Jayendra—Kiandra.

Dari Semesta ; TCWM.

Rumah dengan warna kuning pucat itu terlihat sepi dan sunyi. Halaman rumah yang cukup luas dengan berbagai jenis tanaman yang tersusun rapih berjejeran di sekitar pagar rumah. Jayendra berdiri disana, di depan pintu bercat putih dengan ukiran tangan membentuk nama seseorang yang kini selalu menjadi bagian dari rutinitas selama ia tinggal di komplek ini.

Jayendra sudah mengetuk pintu rumah Kiandra beberapa kali namun hasilnya selalu sama, tidak ada jawaban. Tadinya Jayendra tidak berani membuka pintu sebelum sang tuan rumah yang membukanya sendiri, namun ia kembali teringat dengan pesan yang di kirim kakak tingkatnya pukul dua siang tadi perihal si bungsu dari keluarga Surya Atmaja yang tengah sakit.

Jayendra kembali ketuk pintu putih itu sekali lagi, “Cil, buka! Lo gak apa-apa kan?” teriaknya.

Karena tak sabaran, Jayen langsung membuka pintu yang tidak terkunci itu dengan tergesa. Ketika ia sudah masuk, netranya dengan jelas tangkap presensi seseorang yang tertatih-tatih menuruti anak tangga dengan tangan yang terus memegangi kepala.

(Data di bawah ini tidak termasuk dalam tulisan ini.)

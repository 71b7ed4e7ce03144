use std::cell::RefCell;
use std::rc::Rc;

use leptos::prelude::*;
use log::{error, warn};

use super::state::PolicyGraphState;
use crate::components::canvas::{
	FrameLoop, PointerHandlers, SharedView, bind_view_keys, command_runner, container_style,
	context_2d, inline_width, set_canvas_size,
};
use crate::components::render::render;
use crate::components::scene::node_color;
use crate::components::viewport::ViewCommand;
use crate::config::GraphConfig;
use crate::policy::{KindFilter, NodeKind, PolicyDocument, build_graph_model};

/// Force-directed relationship network of statements, actions, resources
/// and principals.
#[component]
pub fn PolicyGraphCanvas(
	/// Policy to draw. Every change rebuilds the graph.
	#[prop(into)]
	document: Signal<PolicyDocument>,
	/// Layout, zoom and sizing tunables.
	#[prop(optional)]
	config: GraphConfig,
) -> impl IntoView {
	let canvas_ref = NodeRef::<leptos::html::Canvas>::new();
	let state: SharedView<PolicyGraphState> = Rc::new(RefCell::new(None));
	let padding = config.viewport.fullscreen_padding;
	let frames = FrameLoop::new();
	let (filter, set_filter) = signal(KindFilter::All);
	let (fullscreen, set_fullscreen) = signal(false);
	let (is_empty, set_is_empty) = signal(true);

	// a new document replaces the state wholesale; the old loop is
	// invalidated before the new one is scheduled
	let (state_doc, frames_doc) = (state.clone(), frames.clone());
	Effect::new(move |_| {
		let doc = document.get();
		let Some(canvas) = canvas_ref.get() else {
			return;
		};
		let ctx = match context_2d(&canvas) {
			Ok(ctx) => ctx,
			Err(err) => {
				error!("graph view: {err}");
				return;
			}
		};

		frames_doc.stop();
		if let Some(mut previous) = state_doc.borrow_mut().take() {
			previous.stop();
		}

		let model = build_graph_model(&doc);
		set_is_empty.set(model.is_empty());
		let (w, h) = (inline_width(&canvas, config.min_width), config.inline_height);
		set_canvas_size(&canvas, w, h);
		let mut next = PolicyGraphState::new(model, w, h, &config);
		next.set_filter(filter.get_untracked());
		*state_doc.borrow_mut() = Some(next);
		set_fullscreen.set(false);

		let state_frame = state_doc.clone();
		frames_doc.start(canvas, move |dt_ms| {
			if let Some(ref mut s) = *state_frame.borrow_mut() {
				s.tick((dt_ms / 1000.0) as f32);
				let (w, h) = s.viewport.size();
				render(&ctx, &s.scene(), &s.viewport.transform(), w, h);
			}
		});
	});

	let state_filter = state.clone();
	Effect::new(move |_| {
		let filter = filter.get();
		if let Some(ref mut s) = *state_filter.borrow_mut() {
			s.set_filter(filter);
		}
	});

	let run = command_runner(state.clone(), canvas_ref, set_fullscreen);
	bind_view_keys(state.clone(), canvas_ref, set_fullscreen);
	let pointer = PointerHandlers::new(state.clone(), canvas_ref);

	let on_filter = move |ev: web_sys::Event| match event_target_value(&ev).parse::<KindFilter>() {
		Ok(next) => set_filter.set(next),
		Err(err) => warn!("{err}"),
	};

	let button = move |label: &'static str, title: &'static str, command: ViewCommand| {
		let run = run.clone();
		view! {
			<button class="view-button" title=title on:click=move |_| run(command)>
				{label}
			</button>
		}
	};

	view! {
		<div
			class="policy-graph"
			style=move || container_style(fullscreen.get(), padding)
		>
			<div class="view-header">
				<h3>"Policy Relationship Graph"</h3>
				<p class="subtitle">
					{move || {
						if is_empty.get() {
							"No policy loaded"
						} else {
							"Drag nodes to reposition. Scroll to zoom. Drag the background to pan."
						}
					}}
				</p>
				<div class="view-toolbar">
					<label>
						"Show: "
						<select on:change=on_filter>
							<option value="all">"All nodes"</option>
							{NodeKind::ALL
								.into_iter()
								.map(|kind| view! { <option value=kind.as_str()>{kind.label()}</option> })
								.collect_view()}
						</select>
					</label>
					{button("+", "Zoom in", ViewCommand::ZoomIn)}
					{button("-", "Zoom out", ViewCommand::ZoomOut)}
					{button("Reset", "Reset zoom", ViewCommand::ResetZoom)}
					{button("Fit", "Fit to content", ViewCommand::FitToContent)}
					{button("Fullscreen", "Toggle fullscreen (Esc to exit)", ViewCommand::ToggleFullscreen)}
				</div>
			</div>
			<canvas
				node_ref=canvas_ref
				class="policy-graph-canvas"
				on:mousedown=pointer.down()
				on:mousemove=pointer.moved()
				on:mouseup=pointer.up()
				on:mouseleave=pointer.leave()
				on:wheel=pointer.wheel()
				style="display: block; cursor: grab;"
			/>
			<div class="view-legend">
				{NodeKind::ALL
					.into_iter()
					.map(|kind| {
						view! {
							<span class="legend-item">
								<span
									class="legend-swatch"
									style=format!(
										"display: inline-block; width: 10px; height: 10px; border-radius: 50%; background: {};",
										node_color(kind),
									)
								/>
								{kind.label()}
							</span>
						}
					})
					.collect_view()}
			</div>
		</div>
	}
}
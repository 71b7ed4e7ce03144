use std::f64::consts::PI;

use wasm_bindgen::JsValue;
use web_sys::CanvasRenderingContext2d;

use super::scene::{Point, Primitive, Scene, Stroke, TextAlign, palette};
use super::viewport::ViewportTransform;

/// Paint one frame. Never touches layout state.
pub fn render(
	ctx: &CanvasRenderingContext2d,
	scene: &Scene,
	transform: &ViewportTransform,
	width: f64,
	height: f64,
) {
	ctx.set_fill_style_str(palette::WHITE);
	ctx.fill_rect(0.0, 0.0, width, height);
	ctx.save();
	let _ = ctx.translate(transform.x, transform.y);
	let _ = ctx.scale(transform.k, transform.k);
	for primitive in &scene.world {
		draw(ctx, primitive);
	}
	ctx.restore();
	for primitive in &scene.overlay {
		draw(ctx, primitive);
	}
}

fn set_stroke(ctx: &CanvasRenderingContext2d, stroke: &Stroke) {
	ctx.set_stroke_style_str(stroke.color);
	ctx.set_line_width(stroke.width);
}

fn draw(ctx: &CanvasRenderingContext2d, primitive: &Primitive) {
	match primitive {
		Primitive::Circle {
			center,
			radius,
			fill,
			stroke,
			opacity,
		} => {
			ctx.set_global_alpha(*opacity);
			ctx.begin_path();
			let _ = ctx.arc(center.x, center.y, radius.max(0.0), 0.0, 2.0 * PI);
			ctx.set_fill_style_str(fill);
			ctx.fill();
			if let Some(stroke) = stroke {
				set_stroke(ctx, stroke);
				ctx.stroke();
			}
			ctx.set_global_alpha(1.0);
		}
		Primitive::Glow {
			center,
			inner,
			outer,
			alpha,
		} => draw_glow(ctx, *center, *inner, *outer, *alpha),
		Primitive::Line {
			from,
			to,
			stroke,
			opacity,
			dash,
		} => {
			ctx.set_global_alpha(*opacity);
			set_stroke(ctx, stroke);
			if let Some([on, off]) = dash {
				let _ = ctx.set_line_dash(&js_sys::Array::of2(
					&JsValue::from_f64(*on),
					&JsValue::from_f64(*off),
				));
			}
			ctx.begin_path();
			ctx.move_to(from.x, from.y);
			ctx.line_to(to.x, to.y);
			ctx.stroke();
			let _ = ctx.set_line_dash(&js_sys::Array::new());
			ctx.set_global_alpha(1.0);
		}
		Primitive::Curve {
			from,
			c1,
			c2,
			to,
			stroke,
			opacity,
		} => {
			ctx.set_global_alpha(*opacity);
			set_stroke(ctx, stroke);
			ctx.begin_path();
			ctx.move_to(from.x, from.y);
			ctx.bezier_curve_to(c1.x, c1.y, c2.x, c2.y, to.x, to.y);
			ctx.stroke();
			ctx.set_global_alpha(1.0);
		}
		Primitive::Arc {
			center,
			inner,
			outer,
			start,
			end,
			fill,
			stroke,
			opacity,
		} => {
			// scene angles start at twelve o'clock, canvas angles at three
			let (a0, a1) = (start - PI / 2.0, end - PI / 2.0);
			ctx.set_global_alpha(*opacity);
			ctx.begin_path();
			let _ = ctx.arc(center.x, center.y, *outer, a0, a1);
			let _ = ctx.arc_with_anticlockwise(center.x, center.y, *inner, a1, a0, true);
			ctx.close_path();
			ctx.set_fill_style_str(fill);
			ctx.fill();
			if let Some(stroke) = stroke {
				set_stroke(ctx, stroke);
				ctx.stroke();
			}
			ctx.set_global_alpha(1.0);
		}
		Primitive::Rect {
			origin,
			width,
			height,
			fill,
			stroke,
		} => {
			ctx.set_fill_style_str(fill);
			ctx.fill_rect(origin.x, origin.y, *width, *height);
			if let Some(stroke) = stroke {
				set_stroke(ctx, stroke);
				ctx.stroke_rect(origin.x, origin.y, *width, *height);
			}
		}
		Primitive::Text {
			at,
			text,
			size,
			fill,
			align,
			bold,
			opacity,
		} => {
			ctx.set_global_alpha(*opacity);
			ctx.set_fill_style_str(fill);
			ctx.set_font(&format!(
				"{}{}px sans-serif",
				if *bold { "600 " } else { "" },
				size
			));
			ctx.set_text_align(match align {
				TextAlign::Start => "start",
				TextAlign::Middle => "center",
				TextAlign::End => "end",
			});
			ctx.set_text_baseline("middle");
			let _ = ctx.fill_text(text, at.x, at.y);
			ctx.set_global_alpha(1.0);
		}
		Primitive::Tooltip { at, lines } => draw_tooltip(ctx, *at, lines),
	}
}

fn draw_glow(ctx: &CanvasRenderingContext2d, center: Point, inner: f64, outer: f64, alpha: f64) {
	let Ok(gradient) = ctx.create_radial_gradient(center.x, center.y, inner, center.x, center.y, outer)
	else {
		return;
	};
	let _ = gradient.add_color_stop(0.0, &format!("rgba(255, 153, 0, {})", alpha));
	let _ = gradient.add_color_stop(0.6, &format!("rgba(255, 200, 120, {})", alpha * 0.3));
	let _ = gradient.add_color_stop(1.0, "rgba(255, 255, 255, 0)");
	ctx.begin_path();
	let _ = ctx.arc(center.x, center.y, outer, 0.0, 2.0 * PI);
	#[allow(deprecated)]
	ctx.set_fill_style(&gradient);
	ctx.fill();
}

fn draw_tooltip(ctx: &CanvasRenderingContext2d, at: Point, lines: &[String]) {
	const PAD: f64 = 8.0;
	const LINE: f64 = 16.0;
	ctx.set_font("12px sans-serif");
	let width = lines
		.iter()
		.filter_map(|l| ctx.measure_text(l).ok())
		.map(|m| m.width())
		.fold(0.0, f64::max);
	let height = lines.len() as f64 * LINE;

	ctx.set_fill_style_str("rgba(0, 0, 0, 0.8)");
	ctx.fill_rect(at.x, at.y, width + 2.0 * PAD, height + PAD);
	ctx.set_fill_style_str(palette::WHITE);
	ctx.set_text_align("start");
	ctx.set_text_baseline("middle");
	for (i, line) in lines.iter().enumerate() {
		let _ = ctx.fill_text(line, at.x + PAD, at.y + PAD / 2.0 + LINE * (i as f64 + 0.5));
	}
}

“Astaga! Ngapain sih, lo kalo gak bisa bangun gak usah maksain buat turun Kian! Kalo lo jatoh gimana? bahaya!” ucap Jayen sambil berlari mendekati Kian yang hampir saja limbung.

“Kekasihku? kenapa kesini? cari Abang ya? Abang belum pulang, nanti kalo Abang pulang Kian kasih tau ya,” jawab Kian pelan, bahkan terdengar berbisik.

Tanpa menunggu lama, Jayendra gendong tubuh yang lebih kecil darinya itu untuk ia bawa naik kembali ke lantai dua. “Kalo sakit tuh minimal minta tolong ke orang lain, atau kalo gak ada pilihan lain bisa minta tolong ke gue Cil!” Ucap Jayendra sedikit kesal.

Kian yang berada di gendongan Jayendra mencoba untuk tetap membuka matanya lebar-lebar karena demi apapun Kian sangat mengantuk saat ini. Bukan kantung karena ingin tidur, tapi karena pening yang terus merenggut kesadarannya.

“Paham gak sama apa yang gue bilang?” Jayendra menghentikan langkahnya ketika dirasa tidak ada respon dari yang lebih muda.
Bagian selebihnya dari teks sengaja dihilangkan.